11-22-2017 05:01 AM - edited 11-22-2017 05:03 AM
I am having the same issues.
Cloudera Express 5.7.1
ExecutorLostFailure (executor 60 exited caused by one of the running tasks) Reason: Container killed by YARN for exceeding memory limits. 1.5 GB of 1.5 GB physical memory used. Consider boosting spark.yarn.executor.memoryOverhead.
I see your solution but cannot find where that is in CM.
Can you please point me where that option is in Cloudera Manager UI?
11-22-2017 05:42 AM
This has nothing to do with CM. It has to do with your app's memory configuration. The relevant settings are right there in the error.
11-22-2017 05:51 AM
So how can I increase the overhead in Jupyter Notebook?
I am not using spark-submit for this job.

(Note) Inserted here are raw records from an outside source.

//! Marshalled Sensor Data and Sensor Descriptor encodings of the SIG
//! sensor models.
//!
//! A Sensor Status body is a sequence of `(MPID, raw value)` pairs. The
//! MPID names the property and the value length, so values are decoded by
//! property id and checked against the characteristic's own length.
//! Nothing here assumes a fixed positional layout.
use thiserror::Error;

use crate::payload::{PayloadError, Reader};

pub type PropertyId = u16;

pub const PRESENT_AMBIENT_LIGHT_LEVEL: PropertyId = 0x004D;
pub const PRESENT_AMBIENT_TEMPERATURE: PropertyId = 0x004F;
pub const PRESENT_INDOOR_AMBIENT_TEMPERATURE: PropertyId = 0x0056;
pub const PRESENT_OUTDOOR_AMBIENT_TEMPERATURE: PropertyId = 0x005B;
pub const PRESENT_AMBIENT_RELATIVE_HUMIDITY: PropertyId = 0x0076;

/// Property id 0 is prohibited
pub const PROPERTY_PROHIBITED: PropertyId = 0x0000;

const FORMAT_A_MAX_LEN: usize = 16;
const FORMAT_A_MAX_PROPERTY: PropertyId = 0x07FF;
const FORMAT_B_MAX_LEN: usize = 127;
const FORMAT_B_ZERO_LEN: u8 = 0x7F;

const TEMPERATURE_8_UNKNOWN: u8 = 0x7F;
const HUMIDITY_UNKNOWN: u16 = 0xFFFF;
const ILLUMINANCE_UNKNOWN: u32 = 0x00FF_FFFF;

#[derive(Error, Debug, PartialEq)]
pub enum SensorDataError {
    #[error("Truncated MPID at offset {0}")]
    TruncatedMpid(usize),
    #[error("Property 0x{property:04x} value truncated: need {need} have {have}")]
    TruncatedValue {
        property: PropertyId,
        need: usize,
        have: usize,
    },
    #[error("Property 0x{property:04x} expects {expected} octets, got {got}")]
    Length {
        property: PropertyId,
        expected: usize,
        got: usize,
    },
    #[error("Prohibited property id")]
    Prohibited,
    #[error("Value too long for any MPID format: {0}")]
    TooLong(usize),
    #[error("Payload Error")]
    Payload(#[from] PayloadError),
}

/// Characteristic width of the known properties
pub fn characteristic_len(property: PropertyId) -> Option<usize> {
    match property {
        PRESENT_AMBIENT_TEMPERATURE
        | PRESENT_INDOOR_AMBIENT_TEMPERATURE
        | PRESENT_OUTDOOR_AMBIENT_TEMPERATURE => Some(1),
        PRESENT_AMBIENT_RELATIVE_HUMIDITY => Some(2),
        PRESENT_AMBIENT_LIGHT_LEVEL => Some(3),
        _ => None,
    }
}

/// One decoded sensor property
#[derive(Debug, Clone, Copy, PartialEq)]
pub enum SensorValue {
    /// Degrees Celsius, 0.5 degree resolution
    Temperature(f32),
    /// Percent relative humidity, 0.01 resolution
    Humidity(f32),
    /// Lux, 0.01 resolution
    Illuminance(f32),
}

/// Raw entry of a marshalled Sensor Data list
#[derive(Debug, Clone, PartialEq, Eq)]
pub struct SensorEntry {
    pub property: PropertyId,
    pub raw: Vec<u8>,
}

/// Split a Sensor Status body into entries
pub fn parse(data: &[u8]) -> Result<Vec<SensorEntry>, SensorDataError> {
    let mut entries = vec![];
    let mut offset = 0;

    while offset < data.len() {
        let d0 = data[offset];
        let (len, property, mpid_len) = if d0 & 0x01 == 0 {
            let d1 = *data
                .get(offset + 1)
                .ok_or(SensorDataError::TruncatedMpid(offset))?;
            let len = ((d0 >> 1) & 0x0F) as usize + 1;
            let property = ((d1 as u16) << 3) | (d0 >> 5) as u16;
            (len, property, 2)
        } else {
            let pid = data
                .get(offset + 1..offset + 3)
                .ok_or(SensorDataError::TruncatedMpid(offset))?;
            let raw_len = d0 >> 1;
            let len = if raw_len == FORMAT_B_ZERO_LEN {
                0
            } else {
                raw_len as usize + 1
            };
            (len, u16::from_le_bytes([pid[0], pid[1]]), 3)
        };

        if property == PROPERTY_PROHIBITED {
            return Err(SensorDataError::Prohibited);
        }

        let start = offset + mpid_len;
        let raw = data
            .get(start..start + len)
            .ok_or(SensorDataError::TruncatedValue {
                property,
                need: len,
                have: data.len().saturating_sub(start),
            })?;
        entries.push(SensorEntry {
            property,
            raw: raw.to_vec(),
        });
        offset = start + len;
    }

    Ok(entries)
}

/// Append one entry, choosing Format A when it fits
pub fn encode_entry(buf: &mut Vec<u8>, entry: &SensorEntry) -> Result<(), SensorDataError> {
    let len = entry.raw.len();
    if entry.property == PROPERTY_PROHIBITED {
        return Err(SensorDataError::Prohibited);
    }
    if len > FORMAT_B_MAX_LEN {
        return Err(SensorDataError::TooLong(len));
    }

    if (1..=FORMAT_A_MAX_LEN).contains(&len) && entry.property <= FORMAT_A_MAX_PROPERTY {
        buf.push((((len - 1) as u8) << 1) | (((entry.property & 0x07) as u8) << 5));
        buf.push((entry.property >> 3) as u8);
    } else {
        let l = if len == 0 {
            FORMAT_B_ZERO_LEN
        } else {
            (len - 1) as u8
        };
        buf.push((l << 1) | 0x01);
        buf.extend_from_slice(&entry.property.to_le_bytes());
    }
    buf.extend_from_slice(&entry.raw);
    Ok(())
}

pub fn encode(entries: &[SensorEntry]) -> Result<Vec<u8>, SensorDataError> {
    let mut buf = vec![];
    for e in entries {
        encode_entry(&mut buf, e)?;
    }
    Ok(buf)
}

/// Decode an entry by its property id. `Ok(None)` covers properties this
/// node does not know as well as the characteristic's "value unknown"
/// sentinel; a length that disagrees with the characteristic is an error.
pub fn decode_value(entry: &SensorEntry) -> Result<Option<SensorValue>, SensorDataError> {
    let Some(expected) = characteristic_len(entry.property) else {
        return Ok(None);
    };
    if entry.raw.is_empty() {
        return Ok(None);
    }
    if entry.raw.len() != expected {
        return Err(SensorDataError::Length {
            property: entry.property,
            expected,
            got: entry.raw.len(),
        });
    }

    let mut r = Reader::new(&entry.raw);
    let value = match entry.property {
        PRESENT_AMBIENT_RELATIVE_HUMIDITY => {
            let v = r.u16()?;
            if v == HUMIDITY_UNKNOWN {
                return Ok(None);
            }
            SensorValue::Humidity(v as f32 / 100.0)
        }
        PRESENT_AMBIENT_LIGHT_LEVEL => {
            let b = r.take(3)?;
            let v = u32::from_le_bytes([b[0], b[1], b[2], 0]);
            if v == ILLUMINANCE_UNKNOWN {
                return Ok(None);
            }
            SensorValue::Illuminance(v as f32 / 100.0)
        }
        _ => {
            let v = r.u8()?;
            if v == TEMPERATURE_8_UNKNOWN {
                return Ok(None);
            }
            SensorValue::Temperature(v as i8 as f32 / 2.0)
        }
    };
    Ok(Some(value))
}

/// Decode a whole Sensor Status body. Any malformed entry rejects the
/// message as a whole.
pub fn decode_status(data: &[u8]) -> Result<Vec<(PropertyId, SensorValue)>, SensorDataError> {
    let mut out = vec![];
    for entry in parse(data)? {
        if let Some(v) = decode_value(&entry)? {
            out.push((entry.property, v));
        } else {
            log::debug!("No value for property 0x{:04x}", entry.property);
        }
    }
    Ok(out)
}

/// Raw characteristic octets for a value under the given property
pub fn encode_value(property: PropertyId, value: Option<SensorValue>) -> SensorEntry {
    let raw = match (characteristic_len(property), value) {
        (Some(2), Some(SensorValue::Humidity(h))) => {
            ((h.clamp(0.0, 100.0) * 100.0).round() as u16)
                .to_le_bytes()
                .to_vec()
        }
        (Some(2), _) => HUMIDITY_UNKNOWN.to_le_bytes().to_vec(),
        (Some(3), Some(SensorValue::Illuminance(lux))) => {
            let v = ((lux.max(0.0) * 100.0).round() as u32).min(ILLUMINANCE_UNKNOWN - 1);
            v.to_le_bytes()[..3].to_vec()
        }
        (Some(3), _) => ILLUMINANCE_UNKNOWN.to_le_bytes()[..3].to_vec(),
        (Some(1), Some(SensorValue::Temperature(t))) => {
            vec![(t * 2.0).round().clamp(-128.0, 126.0) as i8 as u8]
        }
        (Some(1), _) => vec![TEMPERATURE_8_UNKNOWN],
        _ => vec![],
    };
    SensorEntry { property, raw }
}

pub const DESCRIPTOR_LEN: usize = 8;
pub const UNSPECIFIED_TOLERANCE: u16 = 0;
pub const SAMPLE_FUNCTION_UNSPECIFIED: u8 = 0x00;
pub const MEASURE_PERIOD_NOT_APPLICABLE: u8 = 0x00;
pub const UPDATE_INTERVAL_NOT_APPLICABLE: u8 = 0x00;

#[derive(Debug, Clone, Copy, PartialEq, Eq)]
pub struct SensorDescriptor {
    pub property: PropertyId,
    /// 12 bit
    pub positive_tolerance: u16,
    /// 12 bit
    pub negative_tolerance: u16,
    pub sampling_function: u8,
    pub measure_period: u8,
    pub update_interval: u8,
}

impl SensorDescriptor {
    pub fn unspecified(property: PropertyId) -> Self {
        Self {
            property,
            positive_tolerance: UNSPECIFIED_TOLERANCE,
            negative_tolerance: UNSPECIFIED_TOLERANCE,
            sampling_function: SAMPLE_FUNCTION_UNSPECIFIED,
            measure_period: MEASURE_PERIOD_NOT_APPLICABLE,
            update_interval: UPDATE_INTERVAL_NOT_APPLICABLE,
        }
    }

    pub fn write(&self, buf: &mut Vec<u8>) {
        let pos = self.positive_tolerance & 0x0FFF;
        let neg = self.negative_tolerance & 0x0FFF;
        buf.extend_from_slice(&self.property.to_le_bytes());
        buf.push((pos & 0xFF) as u8);
        buf.push(((pos >> 8) as u8) | (((neg & 0x0F) as u8) << 4));
        buf.push((neg >> 4) as u8);
        buf.push(self.sampling_function);
        buf.push(self.measure_period);
        buf.push(self.update_interval);
    }
}

/// Parse a Sensor Descriptor Status. A bare property id means the server
/// does not support that property and yields no descriptors.
pub fn parse_descriptors(data: &[u8]) -> Result<Vec<SensorDescriptor>, SensorDataError> {
    if data.len() == 2 {
        return Ok(vec![]);
    }
    if data.len() % DESCRIPTOR_LEN != 0 {
        return Err(PayloadError::Length {
            expected: (data.len() / DESCRIPTOR_LEN + 1) * DESCRIPTOR_LEN,
            got: data.len(),
        }
        .into());
    }

    let mut r = Reader::new(data);
    let mut out = vec![];
    while !r.remaining().is_empty() {
        let property = r.u16()?;
        let t = r.take(3)?;
        out.push(SensorDescriptor {
            property,
            positive_tolerance: t[0] as u16 | ((t[1] as u16 & 0x0F) << 8),
            negative_tolerance: (t[1] >> 4) as u16 | ((t[2] as u16) << 4),
            sampling_function: r.u8()?,
            measure_period: r.u8()?,
            update_interval: r.u8()?,
        });
    }
    Ok(out)
}

#[cfg(test)]
mod tests {
    use super::*;

    #[test]
    fn format_a_mpid() {
        // Temperature 8 under 0x0056, raw 40 => 20 degrees
        let e = encode_value(
            PRESENT_INDOOR_AMBIENT_TEMPERATURE,
            Some(SensorValue::Temperature(20.0)),
        );
        let buf = encode(&[e.clone()]).expect("encode");
        assert_eq!(buf, vec![0xC0, 0x0A, 40]);

        let parsed = parse(&buf).expect("parse");
        assert_eq!(parsed, vec![e]);
        assert_eq!(
            decode_value(&parsed[0]),
            Ok(Some(SensorValue::Temperature(20.0)))
        );
    }

    #[test]
    fn format_b_zero_length() {
        let buf = encode(&[SensorEntry {
            property: 0x1234,
            raw: vec![],
        }])
        .expect("encode");
        assert_eq!(buf, vec![0xFF, 0x34, 0x12]);
        let parsed = parse(&buf).expect("parse");
        assert_eq!(parsed[0].property, 0x1234);
        assert!(parsed[0].raw.is_empty());
    }

    #[test]
    fn mixed_status_decodes_by_property() {
        let entries = [
            encode_value(
                PRESENT_AMBIENT_RELATIVE_HUMIDITY,
                Some(SensorValue::Humidity(55.0)),
            ),
            encode_value(
                PRESENT_AMBIENT_TEMPERATURE,
                Some(SensorValue::Temperature(21.5)),
            ),
            encode_value(
                PRESENT_AMBIENT_LIGHT_LEVEL,
                Some(SensorValue::Illuminance(312.25)),
            ),
        ];
        let values = decode_status(&encode(&entries).expect("encode")).expect("decode");
        assert_eq!(
            values,
            vec![
                (PRESENT_AMBIENT_RELATIVE_HUMIDITY, SensorValue::Humidity(55.0)),
                (PRESENT_AMBIENT_TEMPERATURE, SensorValue::Temperature(21.5)),
                (PRESENT_AMBIENT_LIGHT_LEVEL, SensorValue::Illuminance(312.25)),
            ]
        );
    }

    #[test]
    fn three_octet_positional_buffer_is_not_three_channels() {
        // A bare {temp, hum, light} triple is not marshalled sensor data
        assert!(decode_status(&[40, 60, 10]).is_err());
    }

    #[test]
    fn wrong_characteristic_length_rejected() {
        let bad = SensorEntry {
            property: PRESENT_AMBIENT_TEMPERATURE,
            raw: vec![1, 2],
        };
        let buf = encode(&[bad]).expect("encode");
        assert_eq!(
            decode_status(&buf),
            Err(SensorDataError::Length {
                property: PRESENT_AMBIENT_TEMPERATURE,
                expected: 1,
                got: 2
            })
        );
    }

    #[test]
    fn truncated_value_rejected() {
        // Format A, length 2, property 0x0076, one value octet present
        let mut buf = encode(&[encode_value(
            PRESENT_AMBIENT_RELATIVE_HUMIDITY,
            Some(SensorValue::Humidity(10.0)),
        )])
        .expect("encode");
        buf.pop();
        assert!(matches!(
            parse(&buf),
            Err(SensorDataError::TruncatedValue { .. })
        ));
    }

    #[test]
    fn unknown_sentinel_is_not_a_value() {
        let e = encode_value(PRESENT_AMBIENT_TEMPERATURE, None);
        assert_eq!(decode_value(&e), Ok(None));
    }

    #[test]
    fn descriptor_layout() {
        let d = SensorDescriptor {
            property: PRESENT_INDOOR_AMBIENT_TEMPERATURE,
            positive_tolerance: 0x0ABC,
            negative_tolerance: 0x0123,
            sampling_function: 1,
            measure_period: 2,
            update_interval: 3,
        };
        let mut buf = vec![];
        d.write(&mut buf);
        assert_eq!(buf.len(), DESCRIPTOR_LEN);
        assert_eq!(parse_descriptors(&buf), Ok(vec![d]));
        assert_eq!(parse_descriptors(&[0x56, 0x00]), Ok(vec![]));
        assert!(parse_descriptors(&buf[..5]).is_err());
    }
}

And how could I find out, what are current overhead settings?
11-22-2017 05:56 AM
I'm not sure how you would do that. We support spark-submit and the Workbench, not Jupyter. It's clear how to configure spark-submit, and you configure the workbench with spark-defaults.conf. You can see your Spark job's config in its UI, in the environment tab.